Il fianco debole di Matteo Renzi non è la sua smaccata deriva populista. Che dovrebbe far scattare come molle quegli esponenti del suo partito che sono stati talmente allevati a considerare una forma di fascismo ogni ricerca di consenso tra le masse popolari da nutrire l’ossessione per l’alleanza con le caste elitarie. Il fianco debole del premier, visto che le critiche di D’Alema, Bersani, Bindi e Camusso sembrano fatte apposta per dimostrare la sua scelta di stare dalla parte del popolo, è rappresentato dalla composizione del suo Governo.
Il problema non è la cosiddetta “bellocrazia”, a cui ha fatto riferimento Rosi Bindi sostenendo che le ministre dell’attuale Esecutivo sono state scelte più per l’avvenenza che per la capacità. Nel tempo presente la bellezza, oltre a non essere sinonimo di stupidità, è un elemento indispensabile del marketing politico. E la Bindi dimostra di aver perso la sua indubbia capacità nel rifiutarsi di accettare che le Boschi e le Madia rappresentano un elemento della raccolta del consenso del Presidente del Consiglio.
Il problema di Renzi, invece, è che per continuare ad avere il plauso ed il sostegno popolare non basta il red carpet quotidiano delle bellone e delle belline, ma è indispensabile non solo che l’avvenenza si coniughi effettivamente con la competenza ma anche che l’Esecutivo dia una immagine compatta ed efficiente di se stesso.
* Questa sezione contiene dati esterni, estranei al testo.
impl Path {
    pub fn new(id: PathId, size: usize, safe_zone: usize) -> Self {
        Self {
            id,
            buffer: PathBuffer::new(size, safe_zone),
            reads: ReadCounter::new(),
            tag: Tag::default(),
            packet: GsPacket::default(),
            state: PathState::Idle,
            dma_rewind: 0,
            mtvu: None,
        }
    }

    /// Hands this path over to the vector unit thread. Only meaningful for path 1.
    pub(crate) fn with_mtvu(mut self, packets: Arc<MtvuPackets>) -> Self {
        debug_assert_eq!(self.id, PathId::Path1);
        self.mtvu = Some(packets);
        self
    }

    #[inline(always)]
    pub fn id(&self) -> PathId {
        self.id
    }

    #[inline(always)]
    pub fn state(&self) -> PathState {
        self.state
    }

    #[inline(always)]
    pub fn tag(&self) -> &Tag {
        &self.tag
    }

    #[inline(always)]
    pub fn packet(&self) -> &GsPacket {
        &self.packet
    }

    #[inline(always)]
    pub fn buffer(&self) -> &PathBuffer {
        &self.buffer
    }

    /// Bytes forwarded downstream and not yet released.
    #[inline(always)]
    pub fn reads(&self) -> &ReadCounter {
        &self.reads
    }

    #[inline(always)]
    pub fn mtvu(&self) -> Option<&Arc<MtvuPackets>> {
        self.mtvu.as_ref()
    }

    /// Whether this path has data (or a placeholder) that was not parsed yet.
    pub fn has_work(&self) -> bool {
        self.buffer.has_data_remaining()
            || self.mtvu.as_ref().is_some_and(|m| m.placeholders() > 0)
    }

    pub(crate) fn set_state(&mut self, state: PathState) {
        self.state = state;
    }

    /// Bytes trimmed from the end of the buffer that upstream still has to present again.
    #[inline(always)]
    pub fn dma_rewind(&self) -> u32 {
        self.dma_rewind
    }

    pub(crate) fn take_dma_rewind(&mut self) -> u32 {
        std::mem::take(&mut self.dma_rewind)
    }

    /// Marks `amount` rewound bytes as reported upstream.
    pub(crate) fn consume_dma_rewind(&mut self, amount: u32) {
        debug_assert!(amount <= self.dma_rewind);
        self.dma_rewind = self.dma_rewind.saturating_sub(amount);
    }

    /// Copies `data` into the buffer, realigning first if it doesn't fit. Returns how many bytes
    /// were accepted, which is either all of them or none.
    pub fn append(&mut self, data: &[u8], sink: &mut dyn PacketSink) -> usize {
        if !self.buffer.fits(data.len()) {
            self.realign(sink, data.len());
        }

        if !self.buffer.push(data) {
            tracing::warn!(
                path = ?self.id,
                len = data.len(),
                remaining = self.buffer.remaining(),
                "path buffer is full, transfer refused"
            );

            return 0;
        }

        data.len()
    }

    /// Moves the in-flight packet and everything after it to the start of the buffer, making
    /// room for `incoming` more bytes after it.
    ///
    /// Downstream releases bytes in the order they were forwarded, so the bytes still being read
    /// are the last `outstanding` ones before the in-flight packet. This blocks until neither the
    /// move nor the `incoming` bytes written after it would overwrite them.
    ///
    /// Downstream then continues from the start of the buffer, skipping everything from the
    /// in-flight packet to the physical end. That whole tail, including the old copy of the
    /// moved bytes, is reported as a blank so forwarded and blank bytes add up to the capacity
    /// on every lap.
    pub fn realign(&mut self, sink: &mut dyn PacketSink, incoming: usize) {
        let offset = self.packet.offset as usize;
        if offset == 0 {
            return;
        }

        let to_move = self.buffer.write_pos() - offset;
        let needed = (to_move + incoming).min(offset);

        tracing::debug!(path = ?self.id, offset, to_move, incoming, "realigning path buffer");
        self.reads
            .wait_until(|outstanding| offset.saturating_sub(outstanding as usize) >= needed);

        let blank = self.buffer.capacity() - offset;
        if blank > 0 {
            self.reads.add(blank as u32);
            sink.blank(self.id, blank as u32, &self.reads);
        }

        self.buffer.shift_to_front(offset);
        self.packet.offset = 0;
    }

    fn write_ad(&mut self, qword: [u8; QWORD], arb: &mut Arbitration, sink: &mut dyn PacketSink) {
        let data = u32::from_le_bytes([qword[0], qword[1], qword[2], qword[3]]);
        let mask = u32::from_le_bytes([qword[4], qword[5], qword[6], qword[7]]);

        match AdReg::from_repr(qword[8]) {
            Some(AdReg::Signal) => {
                if arb.signal_pending {
                    if arb.stall.request(data, mask) {
                        tracing::debug!(path = ?self.id, data, mask, "double signal, stalling");
                    }
                } else {
                    arb.signal_pending = true;
                    sink.signal(data, mask);
                }
            }
            Some(AdReg::Finish) => arb.finish_pending = true,
            Some(AdReg::Label) => sink.label(data, mask),
            None => (),
        }
    }

    fn finish_packet(&mut self, arb: &Arbitration) -> GsPacket {
        let mut done = self.packet;
        done.done = true;

        self.packet = GsPacket::at(self.buffer.parse_pos() as u32);
        self.state = PathState::Idle;

        if self.id == PathId::Path3 && arb.masked(PathId::Path3) {
            let rewind = self.buffer.truncate() as u32;
            tracing::debug!(rewind, "path 3 masked at end of packet");

            self.dma_rewind += rewind;
            self.state = PathState::Wait;
        }

        done
    }

    /// Parses as much buffered data as possible. Returns the packet being assembled, which is
    /// marked done if an EOP tag was completed.
    pub fn execute(
        &mut self,
        arb: &mut Arbitration,
        sink: &mut dyn PacketSink,
        analyze: bool,
    ) -> GsPacket {
        if let Some(mtvu) = &self.mtvu
            && mtvu.take_placeholder()
        {
            return GsPacket {
                done: true,
                ..Default::default()
            };
        }

        loop {
            if !self.tag.valid {
                if arb.stall.is_latched() {
                    break;
                }

                if self.buffer.parse_pos() >= self.buffer.limit() {
                    self.realign(sink, 0);
                }

                let Some(&bytes) = self.buffer.tag() else {
                    break;
                };

                self.tag = Tag::decode(&bytes, analyze);
                self.state = self.tag.flag().into();
                self.buffer.advance(TAG_SIZE);
                self.packet.size += TAG_SIZE as u32;
                self.packet.cycles += 2;

                tracing::trace!(path = ?self.id, tag = ?self.tag, "new tag");
            }

            if self.tag.has_ad {
                while self.tag.nloop > 0 {
                    let Some(&qword) = self.buffer.qword() else {
                        return self.packet;
                    };

                    if self.tag.current_reg() == Reg::AddrData {
                        self.write_ad(qword, arb, sink);
                    }

                    self.buffer.advance(QWORD);
                    self.packet.size += QWORD as u32;
                    self.packet.cycles += (QWORD as u32) << 1;
                    self.tag.packed_step();

                    if arb.stall.is_latched() && self.tag.nloop > 0 {
                        return self.packet;
                    }
                }
            } else {
                let len = self.tag.len as usize;
                if self.buffer.remaining() < len {
                    break;
                }

                self.buffer.advance(len);
                self.packet.size += self.tag.len;
                self.packet.cycles += self.tag.cycles;
                self.tag.nloop = 0;
            }

            self.tag.valid = false;
            if self.tag.eop() {
                return self.finish_packet(arb);
            }
        }

        self.packet
    }

    /// Closes the packet being assembled, forwarding everything parsed before the current image
    /// tag. The image tag is un-parsed so it is decoded again when the path resumes.
    pub(crate) fn slice(&mut self) -> GsPacket {
        let sub = if self.tag.valid { TAG_SIZE } else { 0 };

        let mut sliced = self.packet;
        sliced.size -= sub as u32;
        sliced.cycles = sliced.cycles.saturating_sub(if sub > 0 { 2 } else { 0 });
        sliced.done = true;

        self.buffer.rewind(sub);
        self.tag.valid = false;
        self.state = PathState::Idle;
        self.packet = GsPacket::at(self.buffer.parse_pos() as u32);

        sliced
    }

    /// Takes the packet being assembled so it can be forwarded without an EOP. Only possible
    /// when the current tag is complete and nothing else is buffered.
    pub(crate) fn take_flushable(&mut self) -> Option<GsPacket> {
        if self.packet.is_empty() || self.tag.valid || self.buffer.has_data_remaining() {
            return None;
        }

        let mut packet = self.packet;
        packet.done = true;
        self.packet = GsPacket::at(self.buffer.parse_pos() as u32);

        Some(packet)
    }

    /// The bytes of `packet`.
    pub fn data(&self, packet: &GsPacket) -> &[u8] {
        self.buffer.slice(packet.offset as usize, packet.size as usize)
    }

    /// Invalidates the cached tag and returns to idle, keeping buffered data.
    pub fn soft_reset(&mut self) {
        self.tag = Tag::default();
        self.state = PathState::Idle;
        self.packet = GsPacket::at(self.buffer.parse_pos() as u32);
    }

    /// Drops every buffered byte and all parsing state.
    pub fn hard_reset(&mut self) {
        self.buffer.clear();
        self.reads.reset();
        self.tag = Tag::default();
        self.packet = GsPacket::default();
        self.state = PathState::Idle;
        self.dma_rewind = 0;
        if let Some(mtvu) = &self.mtvu {
            mtvu.clear();
        }
    }

    pub(crate) fn restore(
        &mut self,
        contents: &[u8],
        parse: usize,
        tag: Tag,
        packet: GsPacket,
        state: PathState,
    ) {
        self.buffer.restore(contents, parse);
        self.reads.reset();
        self.tag = tag;
        self.packet = packet;
        self.state = state;
        self.dma_rewind = 0;
    }
}
//! Primitive (GIF) tags.
use bitos::bitos;
use bitos::integer::{u4, u11, u15};
use serde::{Deserialize, Serialize};
use strum::FromRepr;

/// Size of a GIF tag, in bytes.
pub const TAG_SIZE: usize = 16;

/// Size of a quadword, the unit in which GIF data is transferred.
pub const QWORD: usize = 16;

/// Data format following a tag.
#[bitos(2)]
#[derive(Debug, Clone, Copy, PartialEq, Eq, Default)]
pub enum Flag {
    #[default]
    Packed  = 0b00,
    RegList = 0b01,
    Image   = 0b10,
    /// Behaves exactly like [`Flag::Image`].
    Image2  = 0b11,
}

/// Register descriptor found in the `REGS` field of a tag.
#[derive(Debug, Clone, Copy, PartialEq, Eq, Hash, FromRepr)]
#[repr(u8)]
pub enum Reg {
    Prim     = 0x0,
    Rgbaq    = 0x1,
    Stq      = 0x2,
    Uv       = 0x3,
    Xyzf2    = 0x4,
    Xyz2     = 0x5,
    Tex0_1   = 0x6,
    Tex0_2   = 0x7,
    Clamp1   = 0x8,
    Clamp2   = 0x9,
    Fog      = 0xA,
    Invalid  = 0xB,
    Xyzf3    = 0xC,
    Xyz3     = 0xD,
    /// Address + data: the qword carries its own target register. This is the only descriptor
    /// whose writes may need interception (see [`AdReg`]).
    AddrData = 0xE,
    Nop      = 0xF,
}

impl Reg {
    #[inline(always)]
    pub fn from_nibble(value: u8) -> Self {
        Self::from_repr(value & 0xF).unwrap_or(Self::Nop)
    }
}

/// A+D target registers that are intercepted by the GIF instead of being passed through.
#[derive(Debug, Clone, Copy, PartialEq, Eq, FromRepr)]
#[repr(u8)]
pub enum AdReg {
    Signal = 0x60,
    Finish = 0x61,
    Label  = 0x62,
}

/// The low 64 bits of a tag. The high 64 bits are the `REGS` field.
#[bitos(64)]
#[derive(Debug, Clone, Copy, PartialEq, Eq, Default)]
pub struct Header {
    #[bits(0..15)]
    pub nloop: u15,
    #[bits(15)]
    pub eop: bool,
    #[bits(46)]
    pub pre: bool,
    #[bits(47..58)]
    pub prim: u11,
    #[bits(58..60)]
    pub flg: Flag,
    #[bits(60..64)]
    pub nreg: u4,
}

/// A decoded GIF tag, along with the progress made through it.
#[derive(Debug, Clone, Copy, Default, PartialEq, Eq, Serialize, Deserialize)]
pub struct Tag {
    /// Raw low 64 bits.
    pub raw: u64,
    /// Remaining loops.
    pub nloop: u32,
    /// Registers per loop, 1..=16. Zero in image mode.
    pub nregs: u32,
    /// Index of the next register inside the current loop.
    pub reg_index: u32,
    /// Length of the data following the tag, in bytes.
    pub len: u32,
    /// Estimated cost of transferring the data, in EE cycles.
    pub cycles: u32,
    /// Register descriptors, see [`Reg`].
    pub regs: [u8; 16],
    /// Whether any descriptor is [`Reg::AddrData`]. Only computed when the tag is analyzed.
    pub has_ad: bool,
    pub valid: bool,
}

impl Tag {
    /// Decodes the tag in `bytes`. When `analyze` is set, packed tags are scanned for A+D
    /// descriptors so their writes can be intercepted.
    pub fn decode(bytes: &[u8; TAG_SIZE], analyze: bool) -> Self {
        let mut low = [0; 8];
        let mut high = [0; 8];
        low.copy_from_slice(&bytes[..8]);
        high.copy_from_slice(&bytes[8..]);

        let raw = u64::from_le_bytes(low);
        let header = Header::from_bits(raw);
        let nloop = u32::from(header.nloop().value());
        let nregs = (u32::from(header.nreg().value()).wrapping_sub(1) & 0xF) + 1;

        let mut tag = Self {
            raw,
            nloop,
            valid: true,
            ..Default::default()
        };

        let descriptors = u64::from_le_bytes(high);
        match header.flg() {
            Flag::Packed => {
                tag.nregs = nregs;
                tag.len = nregs * nloop * QWORD as u32;
                tag.cycles = tag.len << 1;
                tag.unpack_regs(descriptors);
                if analyze {
                    tag.has_ad = tag.regs().any(|r| r == Reg::AddrData);
                }
            }
            Flag::RegList => {
                // registers are 64 bits wide, padded to a whole qword
                tag.nregs = nregs;
                tag.len = (nregs * nloop).div_ceil(2) * QWORD as u32;
                tag.cycles = tag.len << 2;
                tag.unpack_regs(descriptors);
            }
            Flag::Image | Flag::Image2 => {
                tag.len = nloop * QWORD as u32;
                tag.cycles = tag.len << 2;
            }
        }

        tag
    }

    fn unpack_regs(&mut self, mut descriptors: u64) {
        for reg in self.regs.iter_mut().take(self.nregs as usize) {
            *reg = (descriptors & 0xF) as u8;
            descriptors >>= 4;
        }
    }

    #[inline(always)]
    pub fn header(&self) -> Header {
        Header::from_bits(self.raw)
    }

    #[inline(always)]
    pub fn flag(&self) -> Flag {
        self.header().flg()
    }

    #[inline(always)]
    pub fn eop(&self) -> bool {
        self.header().eop()
    }

    /// Register descriptors of a single loop.
    pub fn regs(&self) -> impl Iterator<Item = Reg> + '_ {
        self.regs[..self.nregs as usize]
            .iter()
            .map(|r| Reg::from_nibble(*r))
    }

    /// The register the next packed qword is written to.
    #[inline(always)]
    pub fn current_reg(&self) -> Reg {
        Reg::from_nibble(self.regs[self.reg_index as usize & 0xF])
    }

    /// Advances past one packed qword.
    pub fn packed_step(&mut self) {
        self.reg_index += 1;
        if self.reg_index >= self.nregs {
            self.reg_index = 0;
            self.nloop = self.nloop.saturating_sub(1);
        }
    }
}

/// Sums the transfer cost of every tag in a complete GIF packet. Stops at the first EOP or when
/// `data` runs out.
pub fn packet_cycles(data: &[u8]) -> u32 {
    let mut offset = 0;
    let mut cycles = 0;
    while let Some(bytes) = data.get(offset..offset + TAG_SIZE) {
        let Ok(bytes) = <&[u8; TAG_SIZE]>::try_from(bytes) else {
            break;
        };

        let tag = Tag::decode(bytes, false);
        cycles += 2 + tag.cycles;
        offset += TAG_SIZE + tag.len as usize;
        if tag.eop() {
            break;
        }
    }

    cycles
}

/// Length in bytes of the GIF packet starting at `data`, including every tag up to and including
/// the one marked EOP. Returns `None` if the packet is not complete in `data`.
pub fn packet_len(data: &[u8]) -> Option<usize> {
    let mut offset = 0;
    loop {
        let bytes = data.get(offset..offset + TAG_SIZE)?;
        let tag = Tag::decode(bytes.try_into().ok()?, false);
        offset += TAG_SIZE + tag.len as usize;
        if offset > data.len() {
            return None;
        }

        if tag.eop() {
            return Some(offset);
        }
    }
}

/// Encodes a tag from its raw fields. `flg` and `nreg` are truncated to their field widths.
pub fn encode(nloop: u16, eop: bool, flg: u8, nreg: u8, regs: u64) -> [u8; TAG_SIZE] {
    let low = u64::from(nloop & 0x7FFF)
        | (u64::from(eop) << 15)
        | (u64::from(flg & 0x3) << 58)
        | (u64::from(nreg & 0xF) << 60);

    let mut bytes = [0; TAG_SIZE];
    bytes[..8].copy_from_slice(&low.to_le_bytes());
    bytes[8..].copy_from_slice(&regs.to_le_bytes());
    bytes
}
Questa esigenza è assolta? Nient’affatto. Al punto che troppo spesso Renzi sente la necessità di scavalcare e sostituirsi ai singoli ministri per supplire alle loro carenze o per riparare i loro errori. E ancora più spesso capita che ognuno di questi ministri vada per la propria strada senza minimamente badare a quella seguita dagli altri. Gli esempi del primo e del secondo tipo non mancano. E vanno da Renzi che oscura la Giannini alla Boschi che promette alle forze dell’ordine quei soldi del rinnovo del contratto che la Madia ha negato il giorno prima.
Nessuno dubita che il Premier, così proiettato a diventare il “Peron de’ noantri”, sappia e possa evitare che questa evidente debolezza del proprio Esecutivo diventi una malattia inguaribile. E fino a quando questa debolezza si manifesta su questioni comunque gestibili è facile che Renzi riesca a riparare il suo fianco debole. Ma che succede se l’azione di un ministro viene radicalmente sconfessata da un altro ministro?
La scorsa settimana si è aperta con l'annuncio da parte del ministro dell’Interno, Angelino Alfano, di aver risolto brillantemente la questione “Mare Nostrum” convincendo la Ue a partecipare con Frontex alle operazioni per il salvataggio in mare dei migranti verso l’Italia e l’Europa. La grande stampa ha inneggiato ottusamente e conformisticamente senza minimamente rilevare che in realtà Alfano non ha risolto un bel nulla ed ha ottenuto solo un sostegno formale da parte della Ue. Ma ciò che non ha fatto l’informazione ha compiuto a fine settimana la ministra della Difesa, Pinotti. Che in una intervista ha lanciato la proposta di affidare alla Nato il compito di pattugliare il Mediterraneo e di risolvere il problema della raccolta e dell’accoglienza dei migranti verso l’Europa. Cioè ha proposto non solo e non tanto di costringere gli altri Paesi europei a dare all’Italia, attraverso la Nato, quell’aiuto che di fatto hanno negato ad Alfano ma ha chiesto esplicitamente di trasferire sul terreno militare della difesa del Continente un problema fino ad ora considerato di solidarietà umana da gestire al massimo in termini di ordine pubblico.
Di fatto, quindi, la Pinotti ha smascherato il fallimento dell’azione condotta da Alfano e, in nome dell’oggettiva preoccupazione che attraverso i flussi migratori l’estremismo islamico penetri in Europa, ha totalmente delegittimato il ministro dell’Interno. A dimostrazione e conferma che se Renzi non trasforma il Governo del marketing in un Esecutivo adeguato si troverà ben presto in mezzo ai guai!